In the code above I used
variadic macros. That version is GNU specific and you can't find it in a compiler from MS.
Clang supports it out of the box unless you specify to warn about that with -Wgnu.
GCC, of course, supports it.
When I say that MS doesn't support variadic macros, that is not to be confused with the full GNU support when you separate
format part from the actual variadic part. This way, we can do tricky things like that:
#define _LOG(stream, prefix, format, ...) \
{ fprintf(stream, "%s (%s) - " format "\n", prefix __FILE__ ":" TOSTRING(__LINE__), __func__, ##__VA_ARGS__); }
that is the most generic logging function from the above.
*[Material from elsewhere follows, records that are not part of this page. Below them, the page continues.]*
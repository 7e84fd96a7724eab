#![forbid(unsafe_code)]

use std::path::PathBuf;
use temdb_core::hierarchy::EntityKind;
use temdb_core::model::MediaType;
use temdb_storage::{
    CreateAcquisitionTaskRequest, CreateBlockRequest, CreateCuttingSessionRequest, CreateRoiRequest,
    CreateSectionRequest, CreateSpecimenRequest, CreateSubstrateRequest, ListAcquisitionTasksRequest,
    ListRoisRequest, Page, RoiParentKeys, SqliteStore, StoreError,
};

fn temp_dir(test_name: &str) -> PathBuf {
    let base = std::env::temp_dir();
    let pid = std::process::id();
    let nonce = std::time::SystemTime::now()
        .duration_since(std::time::UNIX_EPOCH)
        .unwrap_or_default()
        .as_millis();
    let dir = base.join(format!("temdb_storage_{test_name}_{pid}_{nonce}"));
    std::fs::create_dir_all(&dir).expect("create temp dir");
    dir
}

fn seed(store: &mut SqliteStore) {
    store
        .create_specimen(CreateSpecimenRequest {
            specimen_id: "SPEC001".to_string(),
            ..CreateSpecimenRequest::default()
        })
        .expect("create specimen");
    store
        .create_block(CreateBlockRequest {
            specimen_id: "SPEC001".to_string(),
            block_id: "BLK001".to_string(),
            ..CreateBlockRequest::default()
        })
        .expect("create block");
    store
        .create_cutting_session(CreateCuttingSessionRequest {
            cutting_session_id: "CUT001".to_string(),
            specimen_id: "SPEC001".to_string(),
            block_id: "BLK001".to_string(),
            start_time: None,
            end_time: None,
            operator: Some("op".to_string()),
            sectioning_device: None,
            media_type: MediaType::Tape,
            knife_id: None,
        })
        .expect("create cutting session");
    store
        .create_substrate(CreateSubstrateRequest {
            media_id: "SUB001".to_string(),
            media_type: "tape".to_string(),
            ..CreateSubstrateRequest::default()
        })
        .expect("create substrate");
    store
        .create_section(CreateSectionRequest {
            section_id: Some("SEC001".to_string()),
            section_number: 1,
            cutting_session_id: "CUT001".to_string(),
            media_id: "SUB001".to_string(),
            ..CreateSectionRequest::default()
        })
        .expect("create section");
}

fn roi_request(roi_number: u32, parent_roi_id: Option<&str>) -> CreateRoiRequest {
    CreateRoiRequest {
        section_id: "SEC001".to_string(),
        specimen_id: "SPEC001".to_string(),
        block_id: "BLK001".to_string(),
        substrate_media_id: "SUB001".to_string(),
        roi_number,
        parent_roi_id: parent_roi_id.map(str::to_string),
        ..CreateRoiRequest::default()
    }
}

#[test]
fn nested_roi_ids_follow_the_containment_chain() {
    let storage_dir = temp_dir("nested_roi_ids_follow_the_containment_chain");
    let mut store = SqliteStore::open(&storage_dir).expect("open store");
    seed(&mut store);

    let parent = store.create_roi(roi_request(1, None)).expect("create parent roi");
    assert_eq!(parent.roi_id, "SPEC001.BLK001.SEC001.SUB001.ROI001");
    assert_eq!(parent.hierarchy_level, 1);
    assert_eq!(parent.parent_roi_id, None);

    let child = store
        .create_roi(roi_request(1, Some(&parent.roi_id)))
        .expect("create child roi");
    assert_eq!(child.roi_id, "SPEC001.BLK001.SEC001.SUB001.ROI001.ROI001");
    assert_eq!(child.hierarchy_level, 2);
    assert_eq!(child.parent_roi_id.as_deref(), Some(parent.roi_id.as_str()));
    assert!(child.roi_id.starts_with("SPEC001.BLK001.SEC001.SUB001."));

    let err = store.delete_roi(&parent.roi_id).expect_err("parent has a child");
    assert_eq!(
        err.to_string(),
        "Cannot delete ROI 'SPEC001.BLK001.SEC001.SUB001.ROI001' as it has 1 child ROIs"
    );
    match err {
        StoreError::ResourceInUse {
            dependent_kind,
            count,
            ..
        } => {
            assert_eq!(dependent_kind, EntityKind::Roi);
            assert_eq!(count, 1);
        }
        other => panic!("unexpected error: {other:?}"),
    }

    store.delete_roi(&child.roi_id).expect("delete child");
    store.delete_roi(&parent.roi_id).expect("delete parent");
    let err = store.get_roi(&parent.roi_id).expect_err("parent is gone");
    assert!(matches!(err, StoreError::NotFound { entity: EntityKind::Roi, .. }));
}

#[test]
fn roi_numbers_are_scoped_to_their_parent() {
    let storage_dir = temp_dir("roi_numbers_are_scoped_to_their_parent");
    let mut store = SqliteStore::open(&storage_dir).expect("open store");
    seed(&mut store);

    let first = store.create_roi(roi_request(1, None)).expect("roi 1");
    store.create_roi(roi_request(2, None)).expect("roi 2");
    store
        .create_roi(roi_request(2, Some(&first.roi_id)))
        .expect("nested roi 2 under roi 1");

    let err = store.create_roi(roi_request(1, None)).expect_err("duplicate roi");
    assert!(matches!(err, StoreError::Conflict { entity: EntityKind::Roi, .. }));

    let err = store.create_roi(roi_request(0, None)).expect_err("zero roi number");
    assert!(matches!(err, StoreError::InvalidInput(_)));
}

#[test]
fn children_and_hierarchy_queries() {
    let storage_dir = temp_dir("children_and_hierarchy_queries");
    let mut store = SqliteStore::open(&storage_dir).expect("open store");
    seed(&mut store);

    let root = store.create_roi(roi_request(1, None)).expect("root");
    for n in 1..=3 {
        store
            .create_roi(roi_request(n, Some(&root.roi_id)))
            .expect("child");
    }
    let leaf_parent = format!("{}.ROI002", root.roi_id);
    let leaf = store
        .create_roi(roi_request(7, Some(&leaf_parent)))
        .expect("grandchild");
    assert_eq!(leaf.hierarchy_level, 3);

    let page = store
        .roi_children(&root.roi_id, Page { limit: 2, offset: 0 })
        .expect("children page");
    assert_eq!(page.children.len(), 2);
    assert_eq!(page.metadata.total_children, 3);
    assert!(page.metadata.has_more);
    assert_eq!(page.children[0].roi_number, 1);

    let page = store
        .roi_children(&root.roi_id, Page { limit: 2, offset: 2 })
        .expect("last children page");
    assert_eq!(page.children.len(), 1);
    assert!(!page.metadata.has_more);

    let path = store.roi_hierarchy(&leaf.roi_id).expect("hierarchy");
    let ids: Vec<_> = path.iter().map(|roi| roi.roi_id.as_str()).collect();
    assert_eq!(ids, vec![root.roi_id.as_str(), leaf_parent.as_str(), leaf.roi_id.as_str()]);

    let top = store
        .list_rois(&ListRoisRequest {
            section_id: Some("SEC001".to_string()),
            top_level_only: true,
            ..ListRoisRequest::default()
        })
        .expect("top-level rois");
    assert_eq!(top.len(), 1);

    let all = store
        .list_section_rois("SEC001", Page { limit: 100, offset: 0 })
        .expect("section rois");
    assert_eq!(all.len(), 5);
    assert_eq!(all[0].roi_id, root.roi_id);
}

#[test]
fn declared_keys_must_match_the_section() {
    let storage_dir = temp_dir("declared_keys_must_match_the_section");
    let mut store = SqliteStore::open(&storage_dir).expect("open store");
    seed(&mut store);

    let mut wrong_block = roi_request(1, None);
    wrong_block.block_id = "BLK999".to_string();
    let err = store.create_roi(wrong_block).expect_err("wrong block");
    assert!(matches!(err, StoreError::InconsistentHierarchy(_)));

    let mut missing_section = roi_request(1, None);
    missing_section.section_id = "SEC404".to_string();
    let err = store.create_roi(missing_section).expect_err("missing section");
    assert!(matches!(err, StoreError::NotFound { entity: EntityKind::Section, .. }));

    let (section, parent) = store
        .validate_and_resolve_roi_parent(RoiParentKeys {
            specimen_id: "SPEC001",
            block_id: "BLK001",
            section_id: "SEC001",
            substrate_media_id: "SUB001",
            parent_roi_id: None,
        })
        .expect("resolve parent");
    assert_eq!(section.section_id, "SEC001");
    assert!(parent.is_none());
    assert!(store
        .list_rois(&ListRoisRequest::default())
        .expect("list rois")
        .is_empty());
}

#[test]
fn task_on_a_foreign_roi_is_rejected_and_not_persisted() {
    let storage_dir = temp_dir("task_on_a_foreign_roi_is_rejected_and_not_persisted");
    let mut store = SqliteStore::open(&storage_dir).expect("open store");
    seed(&mut store);
    store
        .create_block(CreateBlockRequest {
            specimen_id: "SPEC001".to_string(),
            block_id: "BLK002".to_string(),
            ..CreateBlockRequest::default()
        })
        .expect("second block");
    let roi = store.create_roi(roi_request(1, None)).expect("roi");

    let err = store
        .create_acquisition_task(CreateAcquisitionTaskRequest {
            task_id: "TASK001".to_string(),
            specimen_id: "SPEC001".to_string(),
            block_id: "BLK002".to_string(),
            roi_id: roi.roi_id.clone(),
            ..CreateAcquisitionTaskRequest::default()
        })
        .expect_err("roi is under BLK001");
    assert_eq!(
        err.to_string(),
        format!("ROI '{}' does not belong to block 'BLK002' or specimen 'SPEC001'", roi.roi_id)
    );
    assert!(store
        .list_acquisition_tasks(&ListAcquisitionTasksRequest::default())
        .expect("list tasks")
        .is_empty());

    let task = store
        .create_acquisition_task(CreateAcquisitionTaskRequest {
            task_id: "TASK001".to_string(),
            specimen_id: "SPEC001".to_string(),
            block_id: "BLK001".to_string(),
            roi_id: roi.roi_id.clone(),
            tags: vec!["Overview".to_string(), "overview".to_string(), " hi-res ".to_string()],
            ..CreateAcquisitionTaskRequest::default()
        })
        .expect("consistent task");
    assert_eq!(task.version, 1);
    assert_eq!(task.task_type, "standard_acquisition");
    assert_eq!(task.tags, vec!["hi-res".to_string(), "overview".to_string()]);
}

#[test]
fn generated_section_ids_pad_the_number() {
    let storage_dir = temp_dir("generated_section_ids_pad_the_number");
    let mut store = SqliteStore::open(&storage_dir).expect("open store");
    seed(&mut store);

    let section = store
        .create_section(CreateSectionRequest {
            section_number: 42,
            cutting_session_id: "CUT001".to_string(),
            media_id: "SUB001".to_string(),
            specimen_id: Some("SPEC001".to_string()),
            ..CreateSectionRequest::default()
        })
        .expect("create section");
    assert_eq!(section.section_id, "SUB001_S00042");
    assert_eq!(section.block_id, "BLK001");

    let err = store
        .create_section(CreateSectionRequest {
            section_number: 42,
            cutting_session_id: "CUT001".to_string(),
            media_id: "SUB001".to_string(),
            section_id: Some("OTHER".to_string()),
            ..CreateSectionRequest::default()
        })
        .expect_err("number taken in session");
    assert!(matches!(err, StoreError::Conflict { entity: EntityKind::Section, .. }));

    let err = store
        .create_section(CreateSectionRequest {
            section_number: 43,
            cutting_session_id: "CUT001".to_string(),
            media_id: "SUB001".to_string(),
            block_id: Some("BLK999".to_string()),
            ..CreateSectionRequest::default()
        })
        .expect_err("block mismatch");
    assert!(matches!(err, StoreError::InconsistentHierarchy(_)));
}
It constructs the format string concatenating
"%s (%s) - " with
format which is passed as an argument to a macro.
Also I used
__LINE__ stringification discussed
here.
All that logging mechanism is pure C style macros, thus the original code after preprocessing will be as fast as ordinary
fprintf's here and there in your code. So, at the run time we pay no extra cost for a lot of extra functionality!
And all you have to do to use this logging mechanism is to include the h file and to declare
errStream and
outStream. You can link those to
stderr and
stdout. Or you can
fopen a file and link the stream to there.